Using the entries below, write out the line with "filename sim/src/lib.rs", the line with "use holdfast_batch::BatcherConfig;", and every line in between, exactly as each is written.
===
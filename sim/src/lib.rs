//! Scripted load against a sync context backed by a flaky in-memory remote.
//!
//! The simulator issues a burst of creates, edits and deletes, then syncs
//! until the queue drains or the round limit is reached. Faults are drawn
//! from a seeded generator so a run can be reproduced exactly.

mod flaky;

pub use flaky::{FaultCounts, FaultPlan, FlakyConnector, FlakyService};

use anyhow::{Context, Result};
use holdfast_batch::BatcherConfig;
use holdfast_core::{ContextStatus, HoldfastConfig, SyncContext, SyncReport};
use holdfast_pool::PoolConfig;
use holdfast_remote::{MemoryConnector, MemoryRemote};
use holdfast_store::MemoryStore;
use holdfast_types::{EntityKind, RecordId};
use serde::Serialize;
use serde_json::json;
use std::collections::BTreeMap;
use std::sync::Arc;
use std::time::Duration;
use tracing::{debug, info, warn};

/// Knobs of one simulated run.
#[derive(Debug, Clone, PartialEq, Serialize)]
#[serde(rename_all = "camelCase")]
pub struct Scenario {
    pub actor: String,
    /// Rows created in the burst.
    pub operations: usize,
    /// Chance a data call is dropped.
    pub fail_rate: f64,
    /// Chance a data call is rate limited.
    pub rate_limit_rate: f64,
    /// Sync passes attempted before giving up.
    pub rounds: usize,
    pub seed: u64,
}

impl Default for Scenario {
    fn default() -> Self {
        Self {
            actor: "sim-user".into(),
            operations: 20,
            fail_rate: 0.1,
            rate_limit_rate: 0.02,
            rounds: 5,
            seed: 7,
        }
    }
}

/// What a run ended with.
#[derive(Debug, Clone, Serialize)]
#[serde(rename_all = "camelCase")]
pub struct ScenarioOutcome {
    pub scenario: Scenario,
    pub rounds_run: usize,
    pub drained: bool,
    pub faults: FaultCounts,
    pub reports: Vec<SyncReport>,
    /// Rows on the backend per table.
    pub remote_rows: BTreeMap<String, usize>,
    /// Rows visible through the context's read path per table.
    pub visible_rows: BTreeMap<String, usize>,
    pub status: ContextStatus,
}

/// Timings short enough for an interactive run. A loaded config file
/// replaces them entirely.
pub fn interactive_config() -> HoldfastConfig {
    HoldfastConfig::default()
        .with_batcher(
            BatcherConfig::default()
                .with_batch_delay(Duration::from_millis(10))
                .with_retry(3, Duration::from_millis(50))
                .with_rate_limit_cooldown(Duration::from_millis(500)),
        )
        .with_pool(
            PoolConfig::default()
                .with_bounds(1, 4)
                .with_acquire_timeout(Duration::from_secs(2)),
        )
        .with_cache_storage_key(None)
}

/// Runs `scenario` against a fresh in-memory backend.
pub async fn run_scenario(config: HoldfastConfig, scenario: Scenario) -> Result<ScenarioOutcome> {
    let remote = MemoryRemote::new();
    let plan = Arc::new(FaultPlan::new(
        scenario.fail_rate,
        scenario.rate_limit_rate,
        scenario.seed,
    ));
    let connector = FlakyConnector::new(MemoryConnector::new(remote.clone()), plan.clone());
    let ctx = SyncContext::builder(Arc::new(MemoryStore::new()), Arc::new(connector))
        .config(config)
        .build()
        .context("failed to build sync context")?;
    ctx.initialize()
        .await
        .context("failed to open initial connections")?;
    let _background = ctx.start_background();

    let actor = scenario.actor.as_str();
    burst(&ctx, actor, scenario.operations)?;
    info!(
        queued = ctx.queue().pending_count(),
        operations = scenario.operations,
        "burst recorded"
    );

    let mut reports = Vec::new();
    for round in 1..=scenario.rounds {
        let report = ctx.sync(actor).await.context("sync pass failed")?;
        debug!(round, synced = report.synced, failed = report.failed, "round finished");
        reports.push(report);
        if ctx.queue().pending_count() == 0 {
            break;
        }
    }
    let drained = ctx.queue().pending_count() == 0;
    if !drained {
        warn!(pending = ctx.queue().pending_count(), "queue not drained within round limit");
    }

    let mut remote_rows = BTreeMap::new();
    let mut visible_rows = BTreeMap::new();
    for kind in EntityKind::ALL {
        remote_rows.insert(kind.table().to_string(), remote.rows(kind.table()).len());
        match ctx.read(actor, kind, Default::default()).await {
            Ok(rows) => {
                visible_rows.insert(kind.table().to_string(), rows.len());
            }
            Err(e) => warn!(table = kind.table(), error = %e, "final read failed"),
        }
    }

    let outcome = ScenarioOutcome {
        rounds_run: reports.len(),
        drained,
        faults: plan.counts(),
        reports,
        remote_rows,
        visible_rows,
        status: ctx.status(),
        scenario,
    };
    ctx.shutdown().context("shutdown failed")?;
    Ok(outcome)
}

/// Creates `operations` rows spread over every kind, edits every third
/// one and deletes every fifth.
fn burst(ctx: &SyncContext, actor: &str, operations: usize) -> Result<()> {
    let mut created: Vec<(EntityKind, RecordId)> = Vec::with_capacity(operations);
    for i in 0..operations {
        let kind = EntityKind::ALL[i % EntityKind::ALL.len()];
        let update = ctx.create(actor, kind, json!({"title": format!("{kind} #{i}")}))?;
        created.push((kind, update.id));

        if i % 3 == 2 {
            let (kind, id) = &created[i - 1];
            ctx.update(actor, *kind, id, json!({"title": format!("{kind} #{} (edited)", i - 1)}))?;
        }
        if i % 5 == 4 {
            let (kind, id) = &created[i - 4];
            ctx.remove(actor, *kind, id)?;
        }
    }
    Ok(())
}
===
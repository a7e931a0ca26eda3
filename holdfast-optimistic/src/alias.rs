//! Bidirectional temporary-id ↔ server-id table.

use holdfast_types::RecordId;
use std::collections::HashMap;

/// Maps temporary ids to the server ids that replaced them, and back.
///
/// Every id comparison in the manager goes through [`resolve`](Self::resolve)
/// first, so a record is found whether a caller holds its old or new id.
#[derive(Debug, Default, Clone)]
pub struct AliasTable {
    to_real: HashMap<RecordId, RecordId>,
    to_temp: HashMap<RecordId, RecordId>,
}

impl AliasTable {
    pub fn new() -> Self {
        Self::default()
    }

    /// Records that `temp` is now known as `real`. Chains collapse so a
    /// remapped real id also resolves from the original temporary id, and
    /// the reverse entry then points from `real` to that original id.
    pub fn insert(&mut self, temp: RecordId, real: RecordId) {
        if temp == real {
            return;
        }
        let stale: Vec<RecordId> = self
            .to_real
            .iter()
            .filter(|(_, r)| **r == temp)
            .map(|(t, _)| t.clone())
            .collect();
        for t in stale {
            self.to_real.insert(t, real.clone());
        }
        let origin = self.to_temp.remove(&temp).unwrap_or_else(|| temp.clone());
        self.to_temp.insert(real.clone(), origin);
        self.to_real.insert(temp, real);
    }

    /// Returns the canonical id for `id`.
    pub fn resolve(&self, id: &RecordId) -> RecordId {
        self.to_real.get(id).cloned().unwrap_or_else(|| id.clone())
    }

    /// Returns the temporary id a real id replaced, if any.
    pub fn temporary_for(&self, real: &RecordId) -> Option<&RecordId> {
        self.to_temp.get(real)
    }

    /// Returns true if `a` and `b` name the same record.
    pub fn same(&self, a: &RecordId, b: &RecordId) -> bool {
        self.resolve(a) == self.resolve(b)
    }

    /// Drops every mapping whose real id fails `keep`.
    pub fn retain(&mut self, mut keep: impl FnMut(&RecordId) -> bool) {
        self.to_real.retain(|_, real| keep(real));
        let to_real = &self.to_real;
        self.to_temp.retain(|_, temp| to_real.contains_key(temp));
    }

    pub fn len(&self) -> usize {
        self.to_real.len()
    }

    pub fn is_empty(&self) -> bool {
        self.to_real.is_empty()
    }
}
===
SOLVED PROBLEM:
filename sim/src/lib.rs
//! Scripted load against a sync context backed by a flaky in-memory remote.
//!
//! The simulator issues a burst of creates, edits and deletes, then syncs
//! until the queue drains or the round limit is reached. Faults are drawn
//! from a seeded generator so a run can be reproduced exactly.

mod flaky;

pub use flaky::{FaultCounts, FaultPlan, FlakyConnector, FlakyService};

use anyhow::{Context, Result};
use holdfast_batch::BatcherConfig;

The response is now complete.